Échographie de la thyroïde

COMPTE-RENDU D'ÉCHOGRAPHIE THYROÏDIENNE

Patient : [Nom Prénom] — né(e) le [JJ/MM/AAAA]
Date de l'examen : [JJ/MM/AAAA]
Médecin réalisateur : Dr [Nom]
Indication : [nodule palpé / bilan biologique / surveillance...]
Technique : échographie cervicale, sonde haute fréquence.

RÉSULTATS
- Lobe droit : dimensions [.. x .. x .. mm], échostructure homogène.
- Lobe gauche : dimensions [.. x .. x .. mm], échostructure homogène.
- Isthme : épaisseur [.. mm].
- Nodule(s) : [absence / décrire : siège, taille, contours, échogénicité, vascularisation, classification EU-TIRADS].
- Aires ganglionnaires cervicales : sans adénopathie suspecte.

CONCLUSION
[Thyroïde d'aspect normal / nodule classé EU-TIRADS .. — conduite à tenir : ...].

Compte-rendu validé le [JJ/MM/AAAA] — Dr [Nom], signature.

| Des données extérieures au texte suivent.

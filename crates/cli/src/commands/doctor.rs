//! `scanpilot doctor`: system diagnostics.

use scanpilot_core::provider::Provider;
use scanpilot_providers::OpenAiCompatProvider;
use scanpilot_tools::check_tools;
use std::path::Path;

pub async fn run(config_path: Option<&Path>) -> Result<(), Box<dyn std::error::Error>> {
    println!("scanpilot doctor: system diagnostics");
    println!("====================================\n");

    let mut issues = 0;

    let path = super::config_path(config_path);
    if !path.exists() {
        println!("  ⚠️  No config file at {}, using defaults (run `scanpilot onboard`)", path.display());
    }

    let config = match super::load_config(config_path) {
        Ok(config) => {
            println!("  ✅ Config valid");
            config
        }
        Err(e) => {
            println!("  ❌ Config invalid: {e}");
            println!("\n  1 issue found. Fix the config and re-run.");
            return Ok(());
        }
    };

    if config.has_api_key() {
        println!("  ✅ API key configured");
        match OpenAiCompatProvider::from_config(&config) {
            Ok(provider) => match provider.health_check().await {
                Ok(true) => println!("  ✅ Backend reachable at {}", config.base_url),
                Ok(false) => {
                    println!("  ❌ Backend at {} rejected the health check", config.base_url);
                    issues += 1;
                }
                Err(e) => {
                    println!("  ❌ Backend unreachable: {e}");
                    issues += 1;
                }
            },
            Err(e) => {
                println!("  ❌ Could not build the backend client: {e}");
                issues += 1;
            }
        }
    } else {
        println!("  ⚠️  No API key configured. Set SCANPILOT_API_KEY or add api_key to the config");
        issues += 1;
    }

    println!("\n  Scanners:");
    for tool in check_tools(&config.scanners).await {
        match &tool.location {
            Some(location) => println!("  ✅ {:<10} {location}", tool.name),
            None => {
                println!("  ❌ {:<10} not found", tool.name);
                issues += 1;
            }
        }
    }

    // Summary
    println!();
    if issues == 0 {
        println!("  🎉 All checks passed!");
    } else {
        println!("  ⚠️  {issues} issue(s) found. See above for details.");
    }

    Ok(())
}
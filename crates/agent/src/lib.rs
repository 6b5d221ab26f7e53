//! The analysis loop: the heart of scanpilot.
//!
//! Each analysis follows a **Decide → Dispatch → Append** cycle:
//!
//! 1. **Seed** the conversation with the flavor's prompt for the target
//! 2. **Decide**: send the conversation and the flavor's capabilities to the backend
//! 3. **If tool calls**: run them all concurrently, append one result per
//!    request in request order, loop back to step 2
//! 4. **If no tool calls**: the decision's text is the final report
//!
//! The loop stops at the first decision without tool calls, or when the
//! round limit is reached.

pub mod decision;
pub mod dispatcher;
pub mod flavor;
pub mod loop_runner;

#[cfg(test)]
pub(crate) mod test_helpers;

pub use decision::DecisionClient;
pub use dispatcher::ToolDispatcher;
pub use flavor::AnalysisFlavor;
pub use loop_runner::AnalysisLoop;
//! Port scanning with nmap's greppable output.

use async_trait::async_trait;
use scanpilot_core::{Arguments, Capability, CapabilityError, ParamKind, ParamSchema, typed_args};
use serde::{Deserialize, Serialize};
use serde_json::Value;
use std::path::PathBuf;

use crate::output::output_dir_for;
use crate::process::ProgramRun;

/// One open port from an nmap run.
#[derive(Debug, Clone, PartialEq, Eq, Serialize)]
pub struct OpenPort {
    pub port: u16,
    pub protocol: String,
    pub service: String,
}

#[derive(Deserialize)]
struct PortScanArgs {
    target_host: String,
    ports: Option<String>,
    #[serde(default)]
    extra_args: Vec<String>,
}

/// `scan_port_scanning`: run `nmap -oG - HOST`.
pub struct PortScanCapability {
    binary: String,
    output_root: PathBuf,
}

impl PortScanCapability {
    pub fn new(binary: impl Into<String>, output_root: impl Into<PathBuf>) -> Self {
        Self {
            binary: binary.into(),
            output_root: output_root.into(),
        }
    }
}

/// Collect the open ports from `-oG` output.
///
/// A host line looks like
/// `Host: 10.0.0.1 ()\tPorts: 22/open/tcp//ssh///, 80/closed/tcp//http///`.
pub fn parse_greppable(output: &str) -> Vec<OpenPort> {
    let mut open = Vec::new();
    for line in output.lines().filter(|l| !l.starts_with('#')) {
        let Some((_, rest)) = line.split_once("Ports: ") else {
            continue;
        };
        let ports = rest.split('\t').next().unwrap_or_default();

        for entry in ports.split(',') {
            let fields: Vec<&str> = entry.trim().split('/').collect();
            if fields.len() < 5 || fields[1] != "open" {
                continue;
            }
            if let Ok(port) = fields[0].parse() {
                open.push(OpenPort {
                    port,
                    protocol: fields[2].to_string(),
                    service: fields[4].to_string(),
                });
            }
        }
    }
    open
}

#[async_trait]
impl Capability for PortScanCapability {
    fn name(&self) -> &str {
        "scan_port_scanning"
    }

    fn description(&self) -> &str {
        "Scan a host for open TCP ports with nmap and report the services found."
    }

    fn schema(&self) -> ParamSchema {
        ParamSchema::new()
            .required("target_host", ParamKind::String, "The host or IP address to scan")
            .optional("ports", ParamKind::String, "Port specification, e.g. '1-1000' or '22,80,443'")
            .optional(
                "extra_args",
                ParamKind::StringArray,
                "Additional command-line arguments passed to nmap",
            )
    }

    async fn invoke(&self, arguments: Arguments) -> Result<Value, CapabilityError> {
        let args: PortScanArgs = typed_args(arguments)?;
        let dir = output_dir_for(&self.output_root, &args.target_host).await?;

        let mut run = ProgramRun::new(&self.binary).args(["-oG", "-"]);
        if let Some(ports) = args.ports {
            run = run.arg("-p").arg(ports);
        }
        let output = run
            .args(args.extra_args)
            .arg(args.target_host.clone())
            .run()
            .await?;

        tokio::fs::write(dir.join("nmap_output.txt"), &output.stdout).await?;

        Ok(serde_json::json!({
            "host": args.target_host,
            "open_ports": parse_greppable(&output.stdout),
        }))
    }
}
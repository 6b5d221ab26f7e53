//! The tool dispatcher: runs one round's requested calls concurrently.
//!
//! A round goes through two phases. First every request is resolved,
//! decoded and validated; any failure there ends the round before a single
//! handler has started. Then all handlers run at once and their results
//! are re-joined in request order, whatever order they finished in.

use chrono::Utc;
use futures::future::{join_all, try_join_all};
use scanpilot_config::FaultPolicy;
use scanpilot_core::event::{DomainEvent, EventBus};
use scanpilot_core::message::{Message, ToolCallRequest};
use scanpilot_core::{
    Arguments, Capability, CapabilityError, CapabilitySubset, Error, ProgressReporter, Result,
};
use serde_json::Value;
use std::sync::Arc;
use std::time::Instant;
use tracing::{debug, warn};

/// A request that passed resolution and validation.
struct PreparedCall<'r> {
    request: &'r ToolCallRequest,
    capability: Arc<dyn Capability>,
    arguments: Arguments,
}

pub struct ToolDispatcher {
    policy: FaultPolicy,
    event_bus: Arc<EventBus>,
}

impl ToolDispatcher {
    pub fn new(policy: FaultPolicy, event_bus: Arc<EventBus>) -> Self {
        Self { policy, event_bus }
    }

    pub fn policy(&self) -> FaultPolicy {
        self.policy
    }

    /// Execute one round and return one tool-result message per request,
    /// in request order.
    pub async fn dispatch(
        &self,
        requests: &[ToolCallRequest],
        subset: &CapabilitySubset,
        progress: &ProgressReporter<'_>,
    ) -> Result<Vec<Message>> {
        let prepared = prepare(requests, subset)?;
        debug!(calls = prepared.len(), policy = ?self.policy, "Dispatching round");

        match self.policy {
            FaultPolicy::Isolate => {
                let outcomes = join_all(prepared.into_iter().map(|call| self.execute(call, progress))).await;
                outcomes
                    .into_iter()
                    .map(|(request, outcome)| -> Result<Message> {
                        let content = match outcome {
                            Ok(value) => serde_json::to_string(&value)?,
                            Err(e) => fault_payload(request, &e),
                        };
                        Ok(Message::tool_result(&request.id, content))
                    })
                    .collect()
            }
            FaultPolicy::Abort => {
                let values = try_join_all(prepared.into_iter().map(|call| async move {
                    let (request, outcome) = self.execute(call, progress).await;
                    outcome
                        .map(|value| (request, value))
                        .map_err(|source| Error::CapabilityFault {
                            call_id: request.id.clone(),
                            capability: request.name.clone(),
                            source,
                        })
                }))
                .await?;
                values
                    .into_iter()
                    .map(|(request, value)| -> Result<Message> {
                        Ok(Message::tool_result(&request.id, serde_json::to_string(&value)?))
                    })
                    .collect()
            }
        }
    }

    async fn execute<'r>(
        &self,
        call: PreparedCall<'r>,
        progress: &ProgressReporter<'_>,
    ) -> (&'r ToolCallRequest, std::result::Result<Value, CapabilityError>) {
        let name = call.request.name.as_str();
        progress.update(&format!("running {name}"));
        debug!(call_id = %call.request.id, capability = name, "Invoking capability");

        let started = Instant::now();
        let outcome = call.capability.invoke(call.arguments).await;
        let duration_ms = started.elapsed().as_millis() as u64;

        if let Err(e) = &outcome {
            warn!(call_id = %call.request.id, capability = name, error = %e, "Capability failed");
        }
        self.event_bus.publish(DomainEvent::CapabilityExecuted {
            name: name.to_string(),
            success: outcome.is_ok(),
            duration_ms,
            timestamp: Utc::now(),
        });
        progress.update(&format!("{name} finished"));

        (call.request, outcome)
    }
}

/// Resolve, decode and validate the whole round up front.
fn prepare<'r>(requests: &'r [ToolCallRequest], subset: &CapabilitySubset) -> Result<Vec<PreparedCall<'r>>> {
    requests
        .iter()
        .map(|request| -> Result<PreparedCall<'r>> {
            let capability = subset.get(&request.name).cloned().ok_or_else(|| Error::UnknownCapability {
                call_id: request.id.clone(),
                name: request.name.clone(),
            })?;

            let decode_error = |reason: String| Error::ArgumentDecode {
                call_id: request.id.clone(),
                capability: request.name.clone(),
                reason,
            };
            let arguments = decode_arguments(&request.arguments).map_err(decode_error)?;
            capability.schema().validate(&arguments).map_err(decode_error)?;
            capability.check(&arguments).map_err(decode_error)?;

            Ok(PreparedCall {
                request,
                capability,
                arguments,
            })
        })
        .collect()
}

/// Decode the backend's argument text into a JSON object.
///
/// Blank text counts as an empty object.
fn decode_arguments(raw: &str) -> std::result::Result<Arguments, String> {
    if raw.trim().is_empty() {
        return Ok(Arguments::new());
    }
    match serde_json::from_str::<Value>(raw) {
        Ok(Value::Object(map)) => Ok(map),
        Ok(other) => Err(format!("expected a JSON object, got {}", json_kind(&other))),
        Err(e) => Err(format!("invalid JSON: {e}")),
    }
}

fn json_kind(value: &Value) -> &'static str {
    match value {
        Value::Null => "null",
        Value::Bool(_) => "a boolean",
        Value::Number(_) => "a number",
        Value::String(_) => "a string",
        Value::Array(_) => "an array",
        Value::Object(_) => "an object",
    }
}

/// Tool content reported to the backend for an isolated fault.
fn fault_payload(request: &ToolCallRequest, error: &CapabilityError) -> String {
    serde_json::json!({
        "error": {
            "capability": request.name,
            "message": error.to_string(),
        }
    })
    .to_string()
}
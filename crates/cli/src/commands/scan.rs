//! `scanpilot inject|domain|site`: run one analysis session.

use chrono::Utc;
use scanpilot_agent::{AnalysisFlavor, AnalysisLoop};
use scanpilot_config::AppConfig;
use scanpilot_core::CapabilityRegistry;
use scanpilot_core::event::EventBus;
use scanpilot_core::provider::Provider;
use scanpilot_providers::OpenAiCompatProvider;
use scanpilot_tools::{SqlmapService, default_registry};
use std::path::Path;
use std::sync::Arc;
use tracing::{info, warn};

use crate::progress::ConsoleProgress;

const POC_INSTRUCTION: &str = "Enable proof-of-concept checks";

pub async fn run(
    config_path: Option<&Path>,
    flavor: AnalysisFlavor,
    target: &str,
    poc: bool,
) -> Result<(), Box<dyn std::error::Error>> {
    let config = super::load_config(config_path).map_err(|e| format!("Failed to load config: {e}"))?;
    execute(config, &super::config_path(config_path), flavor, target, poc).await
}

/// Run a session with an already loaded config.
async fn execute(
    config: AppConfig,
    config_path: &Path,
    flavor: AnalysisFlavor,
    target: &str,
    poc: bool,
) -> Result<(), Box<dyn std::error::Error>> {
    // Check for API key early, give a clear error
    if !config.has_api_key() {
        eprintln!();
        eprintln!("  ERROR: No API key configured!");
        eprintln!();
        eprintln!("  Set SCANPILOT_API_KEY or OPENAI_API_KEY, or add api_key to:");
        eprintln!("    {}", config_path.display());
        eprintln!();
        return Err("No API key found. See above for setup instructions.".into());
    }

    let provider: Arc<dyn Provider> = Arc::new(OpenAiCompatProvider::from_config(&config)?);
    let sqlmap = Arc::new(SqlmapService::from_config(&config.scanners)?);
    let registry = Arc::new(default_registry(&config.scanners, Arc::clone(&sqlmap))?);

    let analysis = session(provider, registry, &config);
    let prompt = seed_prompt(flavor, target, poc);

    info!(%flavor, scan_target = target, model = %config.model, "Starting session");
    let outcome = tokio::select! {
        result = analysis.run_prompt(flavor, prompt) => Some(result),
        _ = tokio::signal::ctrl_c() => None,
    };

    // The sqlmap API must not outlive the session, whatever happened
    sqlmap.stop().await;

    match outcome {
        Some(Ok(report)) => {
            println!("{report}");
            Ok(())
        }
        Some(Err(e)) => Err(e.into()),
        None => {
            warn!("Interrupted, session aborted");
            Err("analysis interrupted".into())
        }
    }
}

fn session(
    provider: Arc<dyn Provider>,
    registry: Arc<CapabilityRegistry>,
    config: &AppConfig,
) -> AnalysisLoop {
    AnalysisLoop::from_config(provider, registry, Arc::new(EventBus::default()), config)
        .with_progress(Arc::new(ConsoleProgress::stderr()))
}

fn seed_prompt(flavor: AnalysisFlavor, target: &str, poc: bool) -> String {
    let mut prompt = flavor.seed_prompt(target, Utc::now());
    if poc {
        prompt.push_str("\n\n");
        prompt.push_str(POC_INSTRUCTION);
        prompt.push('.');
    }
    prompt
}
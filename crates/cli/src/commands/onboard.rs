//! `scanpilot onboard`: first-time setup.

use scanpilot_config::AppConfig;
use std::path::Path;

pub async fn run(config_path: Option<&Path>) -> Result<(), Box<dyn std::error::Error>> {
    let config_path = super::config_path(config_path);

    println!("scanpilot: first-time setup");
    println!("===========================\n");

    if let Some(dir) = config_path.parent().filter(|d| !d.as_os_str().is_empty()) {
        if !dir.exists() {
            tokio::fs::create_dir_all(dir).await?;
            println!("✅ Created config directory: {}", dir.display());
        }
    }

    if config_path.exists() {
        println!("⚠️  Config already exists at: {}", config_path.display());
        println!("   Edit it manually or delete and re-run onboard.\n");
        return Ok(());
    }

    tokio::fs::write(&config_path, AppConfig::default_toml()).await?;
    println!("✅ Created config.toml at: {}", config_path.display());
    println!("\nNext steps:");
    println!("   1. Add your API key to {} (or set SCANPILOT_API_KEY)", config_path.display());
    println!("   2. Point the [scanners] paths at your sqlmap, SSTImap, OneForAll and WebTree checkouts");
    println!("   3. Run: scanpilot doctor\n");

    Ok(())
}
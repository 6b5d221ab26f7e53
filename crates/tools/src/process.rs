//! External process execution shared by the scanner wrappers.

use regex::Regex;
use scanpilot_core::CapabilityError;
use std::path::Path;
use std::process::Stdio;
use std::sync::LazyLock;
use std::time::Duration;
use tokio::process::Command;
use tracing::{debug, warn};

static ANSI_ESCAPE: LazyLock<Regex> = LazyLock::new(|| {
    Regex::new(r"\x1B(?:[@-Z\\-_]|\[[0-?]*[ -/]*[@-~])|\[[0-9;]*m").unwrap()
});

/// Captured output of a process that exited successfully.
#[derive(Debug, Clone)]
pub struct ProcessOutput {
    pub stdout: String,
    pub stderr: String,
}

/// How to launch one external program.
#[derive(Debug, Clone)]
pub struct ProgramRun<'a> {
    program: &'a str,
    args: Vec<String>,
    cwd: Option<&'a Path>,
    timeout: Option<Duration>,
}

impl<'a> ProgramRun<'a> {
    pub fn new(program: &'a str) -> Self {
        Self {
            program,
            args: Vec::new(),
            cwd: None,
            timeout: None,
        }
    }

    pub fn arg(mut self, arg: impl Into<String>) -> Self {
        self.args.push(arg.into());
        self
    }

    pub fn args<I, S>(mut self, args: I) -> Self
    where
        I: IntoIterator<Item = S>,
        S: Into<String>,
    {
        self.args.extend(args.into_iter().map(Into::into));
        self
    }

    pub fn current_dir(mut self, dir: &'a Path) -> Self {
        self.cwd = Some(dir);
        self
    }

    pub fn timeout(mut self, timeout: Duration) -> Self {
        self.timeout = Some(timeout);
        self
    }

    /// Run to completion. A non-zero exit is a [`CapabilityError::ProcessFailed`].
    pub async fn run(self) -> Result<ProcessOutput, CapabilityError> {
        debug!(program = %self.program, args = ?self.args, "Executing external program");

        let mut command = Command::new(self.program);
        command
            .args(&self.args)
            .stdin(Stdio::null())
            .stdout(Stdio::piped())
            .stderr(Stdio::piped())
            .kill_on_drop(true);
        if let Some(dir) = self.cwd {
            command.current_dir(dir);
        }

        let spawn_error = |e: std::io::Error| CapabilityError::Spawn {
            program: self.program.to_string(),
            reason: e.to_string(),
        };

        let output = match self.timeout {
            Some(limit) => match tokio::time::timeout(limit, command.output()).await {
                Ok(result) => result.map_err(spawn_error)?,
                Err(_) => {
                    // Dropping the output future kills the child.
                    warn!(program = %self.program, timeout_secs = limit.as_secs(), "Program timed out");
                    return Err(CapabilityError::Timeout {
                        timeout_secs: limit.as_secs(),
                    });
                }
            },
            None => command.output().await.map_err(spawn_error)?,
        };

        let stdout = String::from_utf8_lossy(&output.stdout).into_owned();
        let stderr = String::from_utf8_lossy(&output.stderr).into_owned();

        if !output.status.success() {
            let code = output.status.code().unwrap_or(-1);
            warn!(program = %self.program, exit_code = code, "Program failed");
            return Err(CapabilityError::ProcessFailed {
                program: self.program.to_string(),
                code,
                stderr: stderr.trim().to_string(),
            });
        }

        Ok(ProcessOutput { stdout, stderr })
    }
}

/// Remove terminal color and control sequences.
pub fn strip_ansi(text: &str) -> String {
    ANSI_ESCAPE.replace_all(text, "").into_owned()
}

Échographie articulaire / tendineuse

COMPTE-RENDU D'ÉCHOGRAPHIE OSTÉO-ARTICULAIRE

Patient : [Nom Prénom] — né(e) le [JJ/MM/AAAA]
Date de l'examen : [JJ/MM/AAAA]
Médecin réalisateur : Dr [Nom]
Indication : [douleur / tuméfaction / bilan de tendinopathie...] — région : [épaule / genou / cheville...].
Technique : échographie en sonde haute fréquence, étude comparative si besoin.

RÉSULTATS
- Tendon(s) [nommer] : [épaisseur, échostructure, continuité ; présence/absence de fissuration, calcification, épanchement péri-tendineux].
- Articulation [nommer] : [épanchement / synovite : absence/présence ; quantifier].
- Bourse(s) : [absence / présence d'une bursite].
- Parties molles : [sans anomalie / collection...].
- Doppler : [pas d'hyperhémie / hyperhémie en regard de ...].

CONCLUSION
[Aspect normal / tendinopathie .. / épanchement articulaire...].

Compte-rendu validé le [JJ/MM/AAAA] — Dr [Nom], signature.

Écho-doppler veineux des membres inférieurs (recherche de TVP)

COMPTE-RENDU D'ÉCHO-DOPPLER VEINEUX DES MEMBRES INFÉRIEURS

Patient : [Nom Prénom] — né(e) le [JJ/MM/AAAA]
Date de l'examen : [JJ/MM/AAAA]
Médecin réalisateur : Dr [Nom]
Indication : suspicion de thrombose veineuse profonde [membre droit / gauche / bilatéral].
Technique : écho-doppler veineux avec manœuvres de compression.

RÉSULTATS
- Veines fémorales communes, fémorales et poplitées : [compressibles, perméables / non compressibles évoquant une thrombose en ...].
- Veines jambières (tibiales postérieures, péronières) : [perméables / ...].
- Réseau veineux superficiel : [sans thrombose / ...].
- Compressibilité, flux spontané et modulé : [conservés / abolis en ...].

CONCLUSION
[Absence de thrombose veineuse profonde décelable ce jour / Thrombose veineuse profonde ... — conduite à tenir : ...].

Compte-rendu validé le [JJ/MM/AAAA] — Dr [Nom], signature.